# WORK ITEM
For the entries that follow, tally the lines holding the string "charset". Give the total and nothing else.

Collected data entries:
use std::collections::HashMap;
use std::fmt::{Display, Formatter};

use crate::common::header::Header::{Custom, Standard};

/// A header name. Either a "Standard" header backed by a static string, or a "Custom" header with an owned,
/// lower-cased String. Standard headers avoid allocating for names the front door looks at on every request.
#[derive(PartialEq, Eq, Hash, Debug, Clone, PartialOrd, Ord)]
pub enum Header {
    Standard(&'static str),
    Custom(String),
}

impl Header {
    pub fn as_str(&self) -> &str {
        match self {
            Standard(str) => str,
            Custom(str) => str.as_str()
        }
    }

    /// Checks if values of this header carry credentials and should be kept out of logs.
    pub fn is_credential(&self) -> bool {
        [AUTHORIZATION, PROXY_AUTHORIZATION, COOKIE, SET_COOKIE].contains(self)
    }
}

impl Display for Header {
    fn fmt(&self, f: &mut Formatter<'_>) -> std::fmt::Result {
        f.write_str(self.as_str())
    }
}

macro_rules! standard_headers {
    (
        $(
            $(#[$docs:meta])*
            ($name:ident, $value:expr);
        )+
    ) => {
        $(
            $(#[$docs])*
            pub const $name: Header = Header::Standard($value);
        )+

        impl From<String> for Header {
            /// Gets a header from the given header name. Names are case-insensitive.
            fn from(mut value: String) -> Header {
                value.make_ascii_lowercase();
                match value.as_str() {
                    $(
                    $value => $name,
                    )+
                    _ => Header::Custom(value)
                }
            }
        }
    }
}

impl From<&str> for Header {
    fn from(value: &str) -> Header {
        Header::from(value.to_string())
    }
}

standard_headers! {
    (ACCEPT, "accept");
    (ACCESS_CONTROL_ALLOW_CREDENTIALS, "access-control-allow-credentials");
    (ACCESS_CONTROL_ALLOW_HEADERS, "access-control-allow-headers");
    (ACCESS_CONTROL_ALLOW_METHODS, "access-control-allow-methods");
    (ACCESS_CONTROL_ALLOW_ORIGIN, "access-control-allow-origin");
    (ACCESS_CONTROL_REQUEST_HEADERS, "access-control-request-headers");
    (ACCESS_CONTROL_REQUEST_METHOD, "access-control-request-method");
    (AUTHORIZATION, "authorization");
    (CONNECTION, "connection");
    (CONTENT_LENGTH, "content-length");
    (CONTENT_TYPE, "content-type");
    (COOKIE, "cookie");
    (HOST, "host");
    (ORIGIN, "origin");
    (PROXY_AUTHORIZATION, "proxy-authorization");
    (SET_COOKIE, "set-cookie");
    (TRANSFER_ENCODING, "transfer-encoding");
    (USER_AGENT, "user-agent");
    (VARY, "vary");
}

/// Creates a map of headers.
/// ```
/// use frontdoor::common::header::{CONTENT_TYPE, ORIGIN, Header, HeaderMapOps};
/// use frontdoor::header_map;
///
/// let headers = header_map![
///    (ORIGIN, "http://localhost:5173"),
///    ("coNtEnt-TyPE", "application/json"),
///    ("x-request-id", "42"),
/// ];
///
/// assert!(headers.contains_header_value(&ORIGIN, "http://localhost:5173"));
/// assert!(headers.contains_header_value(&CONTENT_TYPE, "application/json"));
/// assert!(headers.contains_header_value(&Header::Custom("x-request-id".into()), "42"));
/// ```
#[macro_export]
macro_rules! header_map {
    () => { $crate::common::header::HeaderMap::new() };
    ($(($header:expr, $value:expr)),+ $(,)?) => {
        <$crate::common::header::HeaderMap as $crate::common::header::HeaderMapOps>::from_pairs(vec![
            $(($header.into(), $value.into()),)+
        ])
    }
}

/// Operations for a header map.
pub trait HeaderMapOps {
    /// Gets a header map from the given vector of header value and key pairs.
    fn from_pairs(header_values: Vec<(Header, String)>) -> Self;
    /// Adds a value for the header, keeping values already present.
    fn add_header(&mut self, k: Header, v: String);
    /// Replaces every value of the header with the given one.
    fn set_header(&mut self, k: Header, v: String);
    /// Checks if the map contains the given header and corresponding header value.
    fn contains_header_value(&self, k: &Header, v: &str) -> bool;
    /// Checks if any comma separated element of the header's values equals the token, ignoring ASCII case.
    /// `connection: keep-alive, Close` contains the token "close".
    fn contains_token(&self, k: &Header, token: &str) -> bool;
    /// Gets the first value for the given header.
    fn get_first_header_value(&self, k: &Header) -> Option<&String>;
}

/// A multimap of headers to values.
pub type HeaderMap = HashMap<Header, Vec<String>>;

impl HeaderMapOps for HeaderMap {
    fn from_pairs(header_values: Vec<(Header, String)>) -> HeaderMap {
        header_values.into_iter().fold(HashMap::new(), |mut m, (header, value)| {
            m.add_header(header, value);
            m
        })
    }

    fn add_header(&mut self, k: Header, v: String) {
        self.entry(k).or_default().push(v)
    }

    fn set_header(&mut self, k: Header, v: String) {
        self.insert(k, vec![v]);
    }

    fn contains_header_value(&self, k: &Header, v: &str) -> bool {
        self.get(k).map_or(false, |values| values.iter().any(|value| value == v))
    }

    fn contains_token(&self, k: &Header, token: &str) -> bool {
        self.get(k).map_or(false, |values| {
            values.iter()
                .flat_map(|value| value.split(','))
                .any(|element| element.trim().eq_ignore_ascii_case(token))
        })
    }

    fn get_first_header_value(&self, k: &Header) -> Option<&String> {
        self.get(k)?.first()
    }
}
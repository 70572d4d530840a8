use crate::parse::error::ParsingError;

/// Finds the CRLF terminated line starting at `start`.
/// Returns the line without its CRLF and the position right after it, or None if no '\n' has arrived yet.
/// A '\n' that is not preceded by '\r' is bad syntax.
pub fn crlf_line(buf: &[u8], start: usize) -> Result<Option<(&[u8], usize)>, ParsingError> {
    let rest = &buf[start..];
    let newline = match rest.iter().position(|b| *b == b'\n') {
        Some(newline) => newline,
        None => return Ok(None)
    };

    match newline.checked_sub(1).map(|i| rest[i]) {
        Some(b'\r') => Ok(Some((&rest[..newline - 1], start + newline + 1))),
        _ => Err(ParsingError::BadSyntax)
    }
}
use serde_json::Value;

use crate::common::header::{CONTENT_TYPE, Header, HeaderMap, HeaderMapOps};
use crate::common::status;
use crate::common::status::Status;
use crate::header_map;

/// An HTTP response. `content-length` is derived from the body when the response is written.
#[derive(Debug, Clone, Eq, PartialEq)]
pub struct Response {
    /// The status.
    pub status: Status,
    /// The headers.
    pub headers: HeaderMap,
    /// The body.
    pub body: Vec<u8>,
}

impl Response {
    /// Creates a response with a JSON body.
    pub fn json(status: Status, value: &Value) -> Response {
        Response {
            status,
            headers: header_map![(CONTENT_TYPE, "application/json; charset=utf-8")],
            body: value.to_string().into_bytes(),
        }
    }

    /// Creates a response with an HTML body, the way unmatched routes are answered.
    pub fn html(status: Status, body: impl Into<String>) -> Response {
        Response {
            status,
            headers: header_map![(CONTENT_TYPE, "text/html; charset=utf-8")],
            body: body.into().into_bytes(),
        }
    }

    /// Adds a header value and returns the response.
    pub fn with_header(mut self, header: Header, value: impl Into<String>) -> Response {
        self.headers.add_header(header, value.into());
        self
    }
}

impl From<Status> for Response {
    /// Creates an empty response with the given status.
    fn from(status: Status) -> Self {
        Response {
            status,
            headers: header_map![],
            body: vec![],
        }
    }
}

impl From<String> for Response {
    /// Creates a response with the given string as its body.
    fn from(body: String) -> Self {
        body.into_bytes().into()
    }
}

impl From<&str> for Response {
    /// Creates a response with the given string as its body.
    fn from(body: &str) -> Self {
        body.to_string().into()
    }
}

impl From<Vec<u8>> for Response {
    /// Creates a response with the given bytes as its body.
    fn from(body: Vec<u8>) -> Self {
        Response {
            status: status::OK,
            headers: header_map![],
            body,
        }
    }
}
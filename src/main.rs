use std::io::{Error, ErrorKind};

use clap::Parser;
use log::error;

use frontdoor::args::Args;
use frontdoor::{logging, server};

fn main() -> Result<(), Error> {
    let args = Args::parse();

    let level = args.log_level().map_err(|err| Error::new(ErrorKind::InvalidInput, err))?;
    logging::init(level);

    let config = args.into_config().map_err(|err| {
        error!("{}", err);
        Error::new(ErrorKind::InvalidInput, err)
    })?;

    server::listen_http(config).map_err(|err| {
        error!("Server stopped: {}", err);
        err
    })
}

# PROBLEM SOLUTION
2